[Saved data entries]
*** Block opens ***
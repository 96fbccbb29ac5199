//! Editor language ids and the formatter's `-l` flag values

use ucfg_core::prelude::*;

/// Editor language ids the formatter is registered for
pub const SUPPORTED_MODES: &[&str] = &[
    "apex",
    "c",
    "cpp",
    "csharp",
    "d",
    "java",
    "objective-c",
    "pawn",
    "vala",
];

/// A language the formatter accepts via `-l`
#[derive(Debug, Clone, Copy, PartialEq, Eq, Hash)]
pub enum Language {
    C,
    Cpp,
    CSharp,
    D,
    Java,
    ObjectiveC,
    Pawn,
    Vala,
    Apex,
}

impl Language {
    /// Map an editor language id
    pub fn from_language_id(id: &str) -> Result<Self> {
        let language = match id {
            "c" => Language::C,
            "cpp" => Language::Cpp,
            "cs" | "csharp" => Language::CSharp,
            "d" => Language::D,
            "java" => Language::Java,
            "objective-c" => Language::ObjectiveC,
            "pawn" => Language::Pawn,
            "vala" => Language::Vala,
            "apex" => Language::Apex,
            other => return Err(Error::unsupported_language(other)),
        };
        Ok(language)
    }

    /// Value passed to `-l`
    pub fn flag(&self) -> &'static str {
        match self {
            Language::C => "C",
            Language::Cpp => "CPP",
            Language::CSharp => "CS",
            Language::D => "D",
            Language::Java => "JAVA",
            Language::ObjectiveC => "OC",
            Language::Pawn => "PAWN",
            Language::Vala => "VALA",
            Language::Apex => "APEX",
        }
    }
}

impl std::str::FromStr for Language {
    type Err = Error;

    fn from_str(s: &str) -> Result<Self> {
        Self::from_language_id(s)
    }
}

impl std::fmt::Display for Language {
    fn fmt(&self, f: &mut std::fmt::Formatter<'_>) -> std::fmt::Result {
        f.write_str(self.flag())
    }
}
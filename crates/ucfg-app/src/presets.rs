//! Named presets of edited values
//!
//! A preset is a saved [`EditPatch`]. Presets live in one JSON file under the
//! user's data directory, written under an exclusive lock. The file also
//! remembers which preset was saved or loaded last; its values are the
//! "prior config" the form compares against to flag new options.

use std::fs::OpenOptions;
use std::io::Write;
use std::path::{Path, PathBuf};

use chrono::{DateTime, Utc};
use fs2::FileExt;
use serde::{Deserialize, Serialize};

use ucfg_core::prelude::*;
use ucfg_core::EditPatch;

const PRESETS_FILENAME: &str = "presets.json";

/// A saved set of values
#[derive(Debug, Clone, PartialEq, Serialize, Deserialize)]
pub struct Preset {
    pub name: String,
    pub saved_at: DateTime<Utc>,
    pub values: EditPatch,
}

/// On-disk layout of the presets file
#[derive(Debug, Clone, Default, PartialEq, Serialize, Deserialize)]
struct PresetFile {
    #[serde(default)]
    presets: Vec<Preset>,

    /// Name of the preset saved or loaded most recently
    #[serde(default)]
    last_used: Option<String>,
}

/// JSON-backed preset collection
#[derive(Debug, Clone)]
pub struct PresetStore {
    path: PathBuf,
}

impl PresetStore {
    /// Store at an explicit file path
    pub fn at(path: impl Into<PathBuf>) -> Self {
        Self { path: path.into() }
    }

    /// Store in `<data_local_dir>/ucfg/presets.json`
    pub fn default_location() -> Result<Self> {
        let base = dirs::data_local_dir()
            .ok_or_else(|| Error::preset("No local data directory on this platform"))?;
        Ok(Self::at(base.join("ucfg").join(PRESETS_FILENAME)))
    }

    pub fn path(&self) -> &Path {
        &self.path
    }

    /// Save (or replace) a preset and mark it as last used
    pub fn save(&self, name: &str, values: EditPatch) -> Result<Preset> {
        let name = name.trim();
        if name.is_empty() {
            return Err(Error::preset("Preset name must not be empty"));
        }

        let mut file = self.read()?;
        let preset = Preset {
            name: name.to_string(),
            saved_at: Utc::now(),
            values,
        };

        match file.presets.iter_mut().find(|p| p.name == name) {
            Some(existing) => *existing = preset.clone(),
            None => file.presets.push(preset.clone()),
        }
        file.last_used = Some(preset.name.clone());

        self.write(&file)?;
        info!("Saved preset {:?} ({} values)", preset.name, preset.values.len());
        Ok(preset)
    }

    /// Fetch a preset and mark it as last used
    pub fn load(&self, name: &str) -> Result<Preset> {
        let mut file = self.read()?;
        let preset = file
            .presets
            .iter()
            .find(|p| p.name == name)
            .cloned()
            .ok_or_else(|| Error::preset_not_found(name))?;

        if file.last_used.as_deref() != Some(name) {
            file.last_used = Some(preset.name.clone());
            self.write(&file)?;
        }

        debug!("Loaded preset {:?}", name);
        Ok(preset)
    }

    pub fn delete(&self, name: &str) -> Result<()> {
        let mut file = self.read()?;
        let before = file.presets.len();
        file.presets.retain(|p| p.name != name);

        if file.presets.len() == before {
            return Err(Error::preset_not_found(name));
        }
        if file.last_used.as_deref() == Some(name) {
            file.last_used = None;
        }

        self.write(&file)?;
        info!("Deleted preset {:?}", name);
        Ok(())
    }

    /// All presets in the order they were first saved
    pub fn list(&self) -> Result<Vec<Preset>> {
        Ok(self.read()?.presets)
    }

    pub fn names(&self) -> Result<Vec<String>> {
        Ok(self.list()?.into_iter().map(|p| p.name).collect())
    }

    /// Values of the last saved or loaded preset
    pub fn prior(&self) -> Result<Option<EditPatch>> {
        let file = self.read()?;
        let Some(last) = file.last_used else {
            return Ok(None);
        };
        Ok(file
            .presets
            .into_iter()
            .find(|p| p.name == last)
            .map(|p| p.values))
    }

    fn read(&self) -> Result<PresetFile> {
        if !self.path.exists() {
            return Ok(PresetFile::default());
        }

        let content = std::fs::read_to_string(&self.path)
            .map_err(|e| Error::preset(format!("Failed to read {:?}: {}", self.path, e)))?;
        if content.trim().is_empty() {
            return Ok(PresetFile::default());
        }

        serde_json::from_str(&content)
            .map_err(|e| Error::preset(format!("Failed to parse {:?}: {}", self.path, e)))
    }

    fn write(&self, presets: &PresetFile) -> Result<()> {
        if let Some(parent) = self.path.parent() {
            std::fs::create_dir_all(parent)
                .map_err(|e| Error::preset(format!("Failed to create preset directory: {}", e)))?;
        }

        let content = serde_json::to_string_pretty(presets)?;

        let mut file = OpenOptions::new()
            .write(true)
            .create(true)
            .truncate(true)
            .open(&self.path)
            .map_err(|e| Error::preset(format!("Failed to open presets file: {}", e)))?;

        // Blocks if another process holds the lock; released on drop
        file.lock_exclusive()
            .map_err(|e| Error::preset(format!("Failed to lock presets file: {}", e)))?;

        file.write_all(content.as_bytes())
            .map_err(|e| Error::preset(format!("Failed to write presets file: {}", e)))?;
        file.flush()
            .map_err(|e| Error::preset(format!("Failed to flush presets file: {}", e)))?;

        Ok(())
    }
}
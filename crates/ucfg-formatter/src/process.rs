//! Formatter process invocation
//!
//! Every call spawns the executable once, feeds optional input on stdin,
//! and collects stdout/stderr. The child is killed if the future is dropped,
//! so wrapping a call in [`tokio::time::timeout`] cleans up after itself.

use std::path::Path;
use std::process::Stdio;
use std::time::Duration;

use tokio::io::AsyncWriteExt;
use tokio::process::Command;
use tokio::time::timeout;

use ucfg_core::prelude::*;

use crate::language::Language;

/// Default timeout for formatting a single document
pub const FORMAT_TIMEOUT: Duration = Duration::from_secs(30);

/// Captured output of a finished formatter run
#[derive(Debug, Clone, PartialEq, Eq)]
pub struct ProcessOutput {
    pub stdout: String,
    pub stderr: String,
    pub code: Option<i32>,
}

impl ProcessOutput {
    pub fn success(&self) -> bool {
        self.code == Some(0)
    }

    /// Turn a non-zero exit into [`Error::ProcessExit`]
    pub fn into_success(self) -> Result<Self> {
        if self.success() {
            Ok(self)
        } else {
            Err(Error::ProcessExit {
                code: self.code,
                stderr: self.stderr,
            })
        }
    }
}

/// Result of formatting one document
#[derive(Debug, Clone, PartialEq, Eq)]
pub struct FormatOutput {
    /// Full replacement text for the document
    pub formatted: String,
    /// Diagnostics the formatter printed; informational only
    pub warnings: String,
}

/// Format `source` with the given language and config file
pub async fn format(
    executable: &Path,
    language: Language,
    config_path: &Path,
    source: &str,
) -> Result<FormatOutput> {
    format_with_timeout(executable, language, config_path, source, FORMAT_TIMEOUT).await
}

/// Format with a custom timeout
pub async fn format_with_timeout(
    executable: &Path,
    language: Language,
    config_path: &Path,
    source: &str,
    timeout_duration: Duration,
) -> Result<FormatOutput> {
    let config = config_path.to_string_lossy();
    let args = ["-l", language.flag(), "-c", config.as_ref()];

    info!(
        "Formatting {} bytes as {} with {}",
        source.len(),
        language,
        config_path.display()
    );

    let output = run_with_timeout(executable, &args, Some(source), timeout_duration)
        .await?
        .into_success()?;

    Ok(FormatOutput {
        formatted: output.stdout,
        warnings: output.stderr,
    })
}

/// Run the executable with a timeout
pub async fn run_with_timeout(
    executable: &Path,
    args: &[&str],
    input: Option<&str>,
    timeout_duration: Duration,
) -> Result<ProcessOutput> {
    timeout(timeout_duration, run(executable, args, input))
        .await
        .map_err(|_| Error::Timeout {
            seconds: timeout_duration.as_secs(),
        })?
}

/// Run the executable to completion, optionally writing `input` to stdin
pub async fn run(executable: &Path, args: &[&str], input: Option<&str>) -> Result<ProcessOutput> {
    debug!("Running {} {}", executable.display(), args.join(" "));

    let mut child = Command::new(executable)
        .args(args)
        .stdin(if input.is_some() {
            Stdio::piped()
        } else {
            Stdio::null()
        })
        .stdout(Stdio::piped())
        .stderr(Stdio::piped())
        .kill_on_drop(true)
        .spawn()
        .map_err(|e| {
            if e.kind() == std::io::ErrorKind::NotFound {
                Error::FormatterNotFound
            } else {
                Error::ProcessSpawn {
                    reason: e.to_string(),
                }
            }
        })?;

    // Feed stdin from its own task so a large document cannot deadlock
    // against a full stdout pipe.
    let writer = match (input, child.stdin.take()) {
        (Some(input), Some(mut stdin)) => {
            let bytes = input.as_bytes().to_vec();
            Some(tokio::spawn(async move {
                stdin.write_all(&bytes).await?;
                stdin.shutdown().await
            }))
        }
        _ => None,
    };

    let output = child
        .wait_with_output()
        .await
        .map_err(|e| Error::process(format!("Failed to wait for formatter: {}", e)))?;

    if let Some(writer) = writer {
        match writer.await {
            Ok(Ok(())) => {}
            Ok(Err(e)) => warn!("Writing formatter stdin failed: {}", e),
            Err(e) => warn!("Formatter stdin task failed: {}", e),
        }
    }

    let stdout = String::from_utf8_lossy(&output.stdout).to_string();
    let stderr = String::from_utf8_lossy(&output.stderr).to_string();
    let code = output.status.code();

    if !stderr.is_empty() {
        debug!("formatter stderr: {}", stderr);
    }
    info!("Formatter exited with status: {:?}", code);

    Ok(ProcessOutput {
        stdout,
        stderr,
        code,
    })
}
*** Block closes ***
Exercise brief: From the entries above, pull out each line that includes "mark".

Answer below:
    /// Save (or replace) a preset and mark it as last used
    /// Fetch a preset and mark it as last used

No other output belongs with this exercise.